Post by KickahaOta »

Hyrion wrote: Thu Mar 21, 2019 2:24 pm If I understand the Supreme Courts decision correctly - I agree with them.
[T]he competence that is required of a defendant seeking to waive his right to counsel is the competence to waive the right, not the competence to represent himself.
Combined with (the sentence just before):
We rejected the invitation to craft a higher competency standard for waiving counsel than for standing trial. That proposal, we said, was built on the “flawed premise” that a defendant’s “competence to represent himself” was the relevant measure
Unfortunately, you have committed a cardinal error of understanding appellate and Supreme Court decisions: you've quoted from the dissent.
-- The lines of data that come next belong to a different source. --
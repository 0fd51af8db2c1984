// Copyright 2026, Jeroen van Erp <jeroen@geeko.me>
// SPDX-License-Identifier: Apache-2.0

//! Operator installation through the Operator Lifecycle Manager

use crate::constants::durations::{MINUTES_3, SECONDS_5};
use crate::constants::operator::{OLM_DEFAULT_SOURCE, OLM_DEFAULT_SOURCE_NAMESPACE};
use crate::error::Result;
use crate::kubernetes::apply::{apply_manifest, delete_manifest};
use crate::kubernetes::KubeClient;
use kube::api::{Api, ApiResource, DynamicObject};
use kube::core::GroupVersionKind;
use serde_json::json;
use tracing::{debug, info, instrument};

const OLM_GROUP: &str = "operators.coreos.com";
const CATALOG_SOURCE_NAME: &str = "artemis-systemtests-catalog";

fn olm_resource(version: &str, kind: &str) -> ApiResource {
    ApiResource::from_gvk(&GroupVersionKind::gvk(OLM_GROUP, version, kind))
}

#[derive(Debug, Clone)]
pub struct OlmInstallation {
    package: String,
    channel: String,
    index_image: Option<String>,
    installed_csv: Option<String>,
}

impl OlmInstallation {
    pub fn new(package: &str, channel: &str, index_image: Option<String>) -> Self {
        Self {
            package: package.to_string(),
            channel: channel.to_string(),
            index_image,
            installed_csv: None,
        }
    }

    pub fn channel(&self) -> &str {
        &self.channel
    }

    /// ClusterServiceVersion installed by the subscription, once known
    pub fn installed_csv(&self) -> Option<&str> {
        self.installed_csv.as_deref()
    }

    fn source(&self, namespace: &str) -> (String, String) {
        match self.index_image {
            Some(_) => (CATALOG_SOURCE_NAME.to_string(), namespace.to_string()),
            None => (
                OLM_DEFAULT_SOURCE.to_string(),
                OLM_DEFAULT_SOURCE_NAMESPACE.to_string(),
            ),
        }
    }

    fn manifests(
        &self,
        namespace: &str,
        namespaced: bool,
        watched: &[String],
    ) -> Vec<DynamicObject> {
        let mut objects = vec![operator_group(namespace, namespaced, watched)];
        if let Some(image) = &self.index_image {
            objects.push(catalog_source(namespace, image));
        }
        let (source, source_namespace) = self.source(namespace);
        objects.push(subscription(
            namespace,
            &self.package,
            &self.channel,
            &source,
            &source_namespace,
        ));
        objects
    }

    #[instrument(skip(self, kube, watched))]
    pub(crate) async fn deploy(
        &mut self,
        kube: &KubeClient,
        namespace: &str,
        namespaced: bool,
        watched: &[String],
    ) -> Result<()> {
        for object in self.manifests(namespace, namespaced, watched) {
            apply_manifest(kube.client(), namespace, &object).await?;
        }
        info!(
            "[{}] Subscribed to {} on channel {}",
            namespace, self.package, self.channel
        );

        let subscriptions: Api<DynamicObject> = Api::namespaced_with(
            kube.client().clone(),
            namespace,
            &olm_resource("v1alpha1", "Subscription"),
        );
        let (api, package) = (&subscriptions, self.package.as_str());
        kube.wait_for(
            &format!("subscription {} to install a CSV", package),
            SECONDS_5,
            MINUTES_3,
            || async move {
                let subscription = api.get_opt(package).await?;
                Ok(subscription.as_ref().and_then(installed_csv_of).is_some())
            },
        )
        .await?;

        self.installed_csv = subscriptions
            .get_opt(&self.package)
            .await?
            .as_ref()
            .and_then(installed_csv_of);
        info!(
            "[{}] Installed CSV {}",
            namespace,
            self.installed_csv.as_deref().unwrap_or_default()
        );
        Ok(())
    }

    pub(crate) async fn undeploy(&mut self, kube: &KubeClient, namespace: &str) -> Result<()> {
        let (source, source_namespace) = self.source(namespace);
        delete_manifest(
            kube.client(),
            namespace,
            &subscription(namespace, &self.package, &self.channel, &source, &source_namespace),
        )
        .await?;

        if let Some(csv) = self.installed_csv.take() {
            debug!("[{}] Deleting CSV {}", namespace, csv);
            let csv_object = DynamicObject::new(
                &csv,
                &olm_resource("v1alpha1", "ClusterServiceVersion"),
            )
            .within(namespace);
            delete_manifest(kube.client(), namespace, &csv_object).await?;
        }

        if let Some(image) = &self.index_image {
            delete_manifest(kube.client(), namespace, &catalog_source(namespace, image)).await?;
        }
        delete_manifest(kube.client(), namespace, &operator_group(namespace, true, &[])).await?;
        Ok(())
    }
}

fn installed_csv_of(subscription: &DynamicObject) -> Option<String> {
    subscription
        .data
        .pointer("/status/installedCSV")
        .and_then(|v| v.as_str())
        .filter(|csv| !csv.is_empty())
        .map(str::to_string)
}

/// OperatorGroup targeting the operator namespace or the watched namespaces; an empty
/// target list means every namespace
pub fn operator_group(namespace: &str, namespaced: bool, watched: &[String]) -> DynamicObject {
    let targets: Vec<String> = if namespaced {
        vec![namespace.to_string()]
    } else {
        watched.to_vec()
    };
    let spec = if targets.is_empty() {
        json!({})
    } else {
        json!({ "targetNamespaces": targets })
    };
    DynamicObject::new(
        &format!("{}-operator-group", namespace),
        &olm_resource("v1", "OperatorGroup"),
    )
    .within(namespace)
    .data(json!({ "spec": spec }))
}

pub fn catalog_source(namespace: &str, index_image: &str) -> DynamicObject {
    DynamicObject::new(
        CATALOG_SOURCE_NAME,
        &olm_resource("v1alpha1", "CatalogSource"),
    )
    .within(namespace)
    .data(json!({
        "spec": {
            "sourceType": "grpc",
            "image": index_image,
            "displayName": "ArtemisCloud system tests"
        }
    }))
}

pub fn subscription(
    namespace: &str,
    package: &str,
    channel: &str,
    source: &str,
    source_namespace: &str,
) -> DynamicObject {
    DynamicObject::new(package, &olm_resource("v1alpha1", "Subscription"))
        .within(namespace)
        .data(json!({
            "spec": {
                "name": package,
                "channel": channel,
                "source": source,
                "sourceNamespace": source_namespace,
                "installPlanApproval": "Automatic"
            }
        }))
}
The late Justice Scalia wrote these things in his opinion. However, his view did not carry the day. (In fact, his view lost 7-2; the only other justice who agreed with him was Justice Thomas, always a dubious result.)

It is very, very dangerous to use a dissent as evidence of anything. In the case of the text you quoted, Justica Scalia is giving his interpretation of the meaning of Godinaz v. Moran, a previous case involving self-representation. Just like his vote on Indiana v. Edwards did not carry the day, his impression of the meaning of prior cases may not reflect the other judges' understanding either. But even if Justice Scalia was right about the meaning of Godinaz, it's beside the point, because the seven-vote majority in Indiana determined that Godinaz hadn't raised the same question.
We concede that Godinez bears certain similarities with the present case. Both involve mental competence and self-representation. Both involve a defendant who wants to represent himself. Both involve a mental condition that
falls in a gray area between Dusky’s minimal constitutional requirement that measures a defendant’s ability tostand trial and a somewhat higher standard that measures mental fitness for another legal purpose.
We nonetheless conclude that Godinez does not answer the question before us now[...]
And the opinion goes on to explain the differences between the cases, a discussion that's too long to quote here.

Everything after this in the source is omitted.